(Stored data)
Start of Block

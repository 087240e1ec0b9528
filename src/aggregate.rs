//! Fan-in of per-source outcomes into the global views of the artifact.
//!
//! Everything here is a pure function of the outcome list and `now`, so two
//! runs over identical feeds produce identical orderings regardless of which
//! fetch finished first.
use chrono::{DateTime, Duration, NaiveTime, Utc};
use serde::Serialize;
use std::cmp::Ordering;
use std::collections::BTreeMap;

use crate::cover::CoverJob;
use crate::feed::{format_local_seconds, Episode, FetchedSource, SourceOutcome};
use crate::sink::OutputSink;
use crate::util::file_extension;

/// Extension assumed when the cover URL has none.
const DEFAULT_COVER_EXT: &str = "jpg";

/// Per-source summary, serialized with the field names the site expects.
#[derive(Debug, Clone, PartialEq, Serialize)]
#[serde(rename_all = "camelCase")]
pub struct Channel {
    pub key: String,
    pub title: String,
    #[serde(skip_serializing_if = "Option::is_none")]
    pub twitter: Option<String>,
    pub feed: String,
    pub link: Option<String>,
    #[serde(skip_serializing_if = "Option::is_none")]
    pub hashtag: Option<String>,
    /// Public path of the original cover; `null` when there is none or the
    /// download failed.
    pub cover: Option<String>,
    pub total: usize,
    pub first_episode_date: Option<String>,
    pub last_episode_date: Option<String>,
    pub first_episode_link: Option<String>,
    pub last_episode_link: Option<String>,
    pub file_server: Option<String>,
    pub duration_average: Option<u64>,
    pub duration_median: Option<u64>,
    pub description: Option<String>,
}

impl Channel {
    fn from_fetched(fetched: &FetchedSource, cover: Option<String>) -> Self {
        let FetchedSource {
            source,
            feed,
            stats,
        } = fetched;

        Self {
            key: source.key.clone(),
            title: feed.channel.title.clone(),
            twitter: source.twitter.clone(),
            feed: source.feed.clone(),
            link: feed.channel.link.clone(),
            hashtag: source.hashtag.clone(),
            cover,
            total: stats.total,
            first_episode_date: stats.first_episode_date.as_ref().map(format_local_seconds),
            last_episode_date: stats.last_episode_date.as_ref().map(format_local_seconds),
            first_episode_link: stats.first_episode_link.clone(),
            last_episode_link: stats.last_episode_link.clone(),
            file_server: stats.file_server.clone(),
            duration_average: stats.duration_average,
            duration_median: stats.duration_median,
            description: feed.channel.description.clone(),
        }
    }
}

/// Result of merging every source outcome.
#[derive(Debug, Clone, Default)]
pub struct Aggregate {
    pub load_order: Vec<String>,
    pub recent_episodes: Vec<Episode>,
    pub channels: BTreeMap<String, Channel>,
    pub episode_count: usize,
    /// Covers to download, in key order.
    pub covers: Vec<CoverJob>,
}

/// Merges all outcomes. Must only be called once every source has finished.
pub fn merge(
    outcomes: &[SourceOutcome],
    now: DateTime<Utc>,
    window_days: u32,
    sink: &OutputSink,
) -> Aggregate {
    let mut fetched: Vec<&FetchedSource> = outcomes
        .iter()
        .filter_map(|o| match o {
            SourceOutcome::Fetched(f) => Some(f.as_ref()),
            SourceOutcome::Failed(_) => None,
        })
        .collect();
    fetched.sort_by(|a, b| a.source.key.cmp(&b.source.key));

    let episode_count = outcomes.iter().map(SourceOutcome::item_count).sum();

    let mut channels = BTreeMap::new();
    let mut covers = Vec::new();
    for f in &fetched {
        let key = &f.source.key;
        let cover = f.feed.cover_url.as_ref().map(|url| {
            let ext = file_extension(url).unwrap_or_else(|| DEFAULT_COVER_EXT.to_string());
            let public = sink.cover_public_path(key, &ext);
            covers.push(CoverJob {
                key: key.clone(),
                source_url: url.clone(),
                ext,
            });
            public
        });
        channels.insert(key.clone(), Channel::from_fetched(f, cover));
    }

    let aggregate = Aggregate {
        load_order: load_order(&fetched),
        recent_episodes: recent_episodes(&fetched, recency_cutoff(now, window_days)),
        channels,
        episode_count,
        covers,
    };

    tracing::info!(
        channels = aggregate.channels.len(),
        recent = aggregate.recent_episodes.len(),
        episodes = aggregate.episode_count,
        "Aggregation complete"
    );
    aggregate
}

/// Start of the recency window: `now` truncated to midnight UTC, minus
/// `window_days`.
pub fn recency_cutoff(now: DateTime<Utc>, window_days: u32) -> DateTime<Utc> {
    let midnight = now.date_naive().and_time(NaiveTime::MIN).and_utc();
    midnight - Duration::days(i64::from(window_days))
}

/// Keys of sources with at least one episode, newest first.
///
/// A source's position is decided by its first (newest) item. An unparseable
/// date sorts after every parseable one; equal dates fall back to key order.
pub fn load_order(fetched: &[&FetchedSource]) -> Vec<String> {
    let mut latest: Vec<(&str, Option<DateTime<Utc>>)> = fetched
        .iter()
        .filter_map(|f| {
            f.feed
                .episodes
                .first()
                .map(|newest| (f.source.key.as_str(), newest.published))
        })
        .collect();

    latest.sort_by(|(a_key, a_date), (b_key, b_date)| {
        newest_first(a_date, b_date).then_with(|| a_key.cmp(b_key))
    });
    latest.into_iter().map(|(key, _)| key.to_string()).collect()
}

/// Episodes published strictly after `cutoff`, newest first.
///
/// The sort is stable over key order then feed order, so equal timestamps
/// keep a deterministic position. Episodes with no parseable date are never
/// recent.
pub fn recent_episodes(fetched: &[&FetchedSource], cutoff: DateTime<Utc>) -> Vec<Episode> {
    let mut recent: Vec<Episode> = fetched
        .iter()
        .flat_map(|f| f.feed.episodes.iter())
        .filter(|e| e.published.is_some_and(|p| p > cutoff))
        .cloned()
        .collect();

    recent.sort_by(|a, b| newest_first(&a.published, &b.published));
    recent
}

// Option's ordering puts None first, so reversing it gives "newest first,
// undated last".
fn newest_first(a: &Option<DateTime<Utc>>, b: &Option<DateTime<Utc>>) -> Ordering {
    b.cmp(a)
}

End of Block

*WORK INSTRUCTIONS*
Filtering the entries above by the word "FetchedSource", copy each line that matches.

*PROBLEM SOLUTION*
use crate::feed::{format_local_seconds, Episode, FetchedSource, SourceOutcome};
    fn from_fetched(fetched: &FetchedSource, cover: Option<String>) -> Self {
        let FetchedSource {
    let mut fetched: Vec<&FetchedSource> = outcomes
pub fn load_order(fetched: &[&FetchedSource]) -> Vec<String> {
pub fn recent_episodes(fetched: &[&FetchedSource], cutoff: DateTime<Utc>) -> Vec<Episode> {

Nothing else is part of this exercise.